El calabozo no es un sitio agradable. Tienes que entregar el cinturón —para que no puedas hacerte daño con él— y permanecer allí en confinamiento. Al menos los guardias me dejan cantar, aunque lo hago en voz muy baja para no ponerlos en aprietos. Incluso cuando utilizo el lavabo se supone que deben acompañarme y no dejar de vigilarme. Pero los guardias son caballeros y siempre miran hacia otro lado. ¡A lo que tiene que acostumbrarse una en una guerra!

Aunque el castigo por incumplir las normas puede prolongarse varios días, el capitán Orlov me saca al cabo de unas horas. Soy su compañera de vuelo y, aunque no se alegró cuando me dieron ese cargo, creo que ahora se siente más seguro conmigo que con cualquier otro piloto. Hemos abatido a varios aviones juntos y desde que he llegado he derribado dos en solitario. Cuando el capitán Orlov me ordena que salga del calabozo, espera que me muestre contrita y que no vuelva a llevar maquillaje. Pero cuando estamos en fase dos, Svetlana me pasa el maquillaje y todo vuelve a empezar.

Últimamente no he estado en el calabozo, y creo que es porque para Svetlana es una molestia cada vez que me confinan en solitario, ya que tiene que ajustar los pedales de mi avión a la altura de un piloto y volver a ajustarlos para mí. Estoy segura de que ha expresado su descontento y ahora parece que el capitán Orlov ha dejado de reñirme. ¿Lo veis? Soy una buena soldado. ¡Siempre gano!

Cuando el coronel Smirnov, el comandante de nuestro regimiento, vio el broche de zafiro que llevo, no me reprendió. Simplemente me preguntó si no me parecía demasiado precioso para llevarlo al combate. Yo le respondí: «¡Yo también soy preciosa y entro en combate!». Se echó a reír (¡el coronel Smirnov tiene mucho más sentido del humor que mi líder de escuadrón!).

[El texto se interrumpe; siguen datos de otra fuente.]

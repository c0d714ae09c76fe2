//! Catalog records as stored in SQLite.
//!
//! Records reference each other by integer id only; relationship traversal
//! happens through explicit queries on the store.

use serde::{Deserialize, Serialize};
use std::str::FromStr;
use thiserror::Error;

// =============================================================================
// Fixed-point price
// =============================================================================

/// A price with two fractional digits, held as whole cents.
#[derive(Clone, Copy, Debug, PartialEq, Eq, PartialOrd, Ord, Hash, Serialize, Deserialize)]
pub struct UnitPrice(i64);

#[derive(Debug, Error, PartialEq, Eq)]
pub enum ParseUnitPriceError {
    #[error("empty price")]
    Empty,
    #[error("invalid character in price: {0:?}")]
    InvalidDigit(String),
    #[error("price out of range: {0}")]
    Overflow(String),
}

impl UnitPrice {
    pub fn from_cents(cents: i64) -> Self {
        UnitPrice(cents)
    }

    pub fn cents(&self) -> i64 {
        self.0
    }
}

impl FromStr for UnitPrice {
    type Err = ParseUnitPriceError;

    /// Parses `[+-]digits[.digits]`. Digits past the second fractional place
    /// are rounded half-up, matching a DECIMAL(10, 2) column.
    fn from_str(s: &str) -> Result<Self, Self::Err> {
        let (negative, unsigned) = match s.strip_prefix('-') {
            Some(rest) => (true, rest),
            None => (false, s.strip_prefix('+').unwrap_or(s)),
        };
        let (whole, fraction) = unsigned.split_once('.').unwrap_or((unsigned, ""));

        if whole.is_empty() && fraction.is_empty() {
            return Err(ParseUnitPriceError::Empty);
        }
        if !whole.bytes().chain(fraction.bytes()).all(|b| b.is_ascii_digit()) {
            return Err(ParseUnitPriceError::InvalidDigit(s.to_string()));
        }

        let overflow = || ParseUnitPriceError::Overflow(s.to_string());
        let whole_value: i64 = if whole.is_empty() {
            0
        } else {
            whole.parse().map_err(|_| overflow())?
        };

        let mut fraction_digits = fraction.bytes().map(|b| i64::from(b - b'0'));
        let tenths = fraction_digits.next().unwrap_or(0);
        let hundredths = fraction_digits.next().unwrap_or(0);
        let round_up = fraction_digits.next().is_some_and(|d| d >= 5);

        let cents = whole_value
            .checked_mul(100)
            .and_then(|c| c.checked_add(tenths * 10 + hundredths + i64::from(round_up)))
            .ok_or_else(overflow)?;

        Ok(UnitPrice(if negative { -cents } else { cents }))
    }
}

// =============================================================================
// Core Entities
// =============================================================================

#[derive(Clone, Debug, PartialEq, Eq, Serialize, Deserialize)]
pub struct Artist {
    pub id: i64,
    pub name: String,
}

#[derive(Clone, Debug, PartialEq, Eq, Serialize, Deserialize)]
pub struct Album {
    pub id: i64,
    pub title: String,
    pub artist_id: i64,
}

#[derive(Clone, Debug, PartialEq, Eq, Serialize, Deserialize)]
pub struct Genre {
    pub id: i64,
    pub name: String,
}

#[derive(Clone, Debug, PartialEq, Eq, Serialize, Deserialize)]
pub struct MediaType {
    pub id: i64,
    pub name: String,
}

#[derive(Clone, Debug, PartialEq, Eq, Serialize, Deserialize)]
pub struct Playlist {
    pub id: i64,
    pub name: String,
}

/// Track fields supplied by the caller; the store assigns the id.
#[derive(Clone, Debug, Default, PartialEq, Eq)]
pub struct NewTrack {
    pub name: String,
    pub album_id: Option<i64>,
    pub media_type_id: i64,
    pub genre_id: Option<i64>,
    pub composer: Option<String>,
    pub milliseconds: Option<i64>,
    pub bytes: Option<i64>,
    pub unit_price: Option<UnitPrice>,
}

#[derive(Clone, Debug, PartialEq, Eq, Serialize, Deserialize)]
pub struct Track {
    pub id: i64,
    pub name: String,
    pub album_id: Option<i64>,
    pub media_type_id: i64,
    pub genre_id: Option<i64>,
    pub composer: Option<String>,
    pub milliseconds: Option<i64>,
    pub bytes: Option<i64>,
    pub unit_price: Option<UnitPrice>,
}

impl Track {
    pub fn from_new(id: i64, new_track: &NewTrack) -> Self {
        Track {
            id,
            name: new_track.name.clone(),
            album_id: new_track.album_id,
            media_type_id: new_track.media_type_id,
            genre_id: new_track.genre_id,
            composer: new_track.composer.clone(),
            milliseconds: new_track.milliseconds,
            bytes: new_track.bytes,
            unit_price: new_track.unit_price,
        }
    }
}

/// Join row between a playlist and a track.
#[derive(Clone, Debug, PartialEq, Eq, Serialize, Deserialize)]
pub struct PlaylistTrack {
    pub id: i64,
    pub playlist_id: i64,
    pub track_id: i64,
}

// =============================================================================
// Natural-key projections
// =============================================================================

/// A track together with the title of its owning album (if any).
#[derive(Clone, Debug, PartialEq, Eq)]
pub struct TrackWithAlbumTitle {
    pub track: Track,
    pub album_title: Option<String>,
}

/// The names identifying an existing playlist/track association.
#[derive(Clone, Debug, PartialEq, Eq)]
pub struct PlaylistTrackNames {
    pub playlist_name: String,
    pub track_name: String,
    pub album_title: Option<String>,
}

// =============================================================================
// Aggregates
// =============================================================================

#[derive(Clone, Debug, Default, PartialEq, Eq, Serialize)]
pub struct CatalogCounts {
    pub artists: u64,
    pub albums: u64,
    pub genres: u64,
    pub media_types: u64,
    pub tracks: u64,
    pub playlists: u64,
    pub playlist_tracks: u64,
}

#[derive(Clone, Debug, PartialEq, Serialize)]
pub struct PlaylistCostPerMinute {
    pub playlist_id: i64,
    pub playlist_name: String,
    pub total_price: f64,
    pub total_milliseconds: i64,
    pub cost_per_minute: f64,
}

En fin, si mañana deja de llover, seguro que estaremos ocupadas, así que tengo que ir a dormir. ¡Un beso a las dos!

Con cariño,

NATASHA

P. D.: Mamá, sé que estás triste por haber perdido a Ponchik. ¡Pero nuestro perrito vivió muchos años y recibió mucho afecto! Por favor, busca otro perro extraviado en memoria de Ponchik, papá y Sasha. Esas criaturas deben de estar pasando mucha hambre y miedo. Llévalas contigo. ¡Los perros son fieles y no te traicionan nunca, a diferencia de las personas!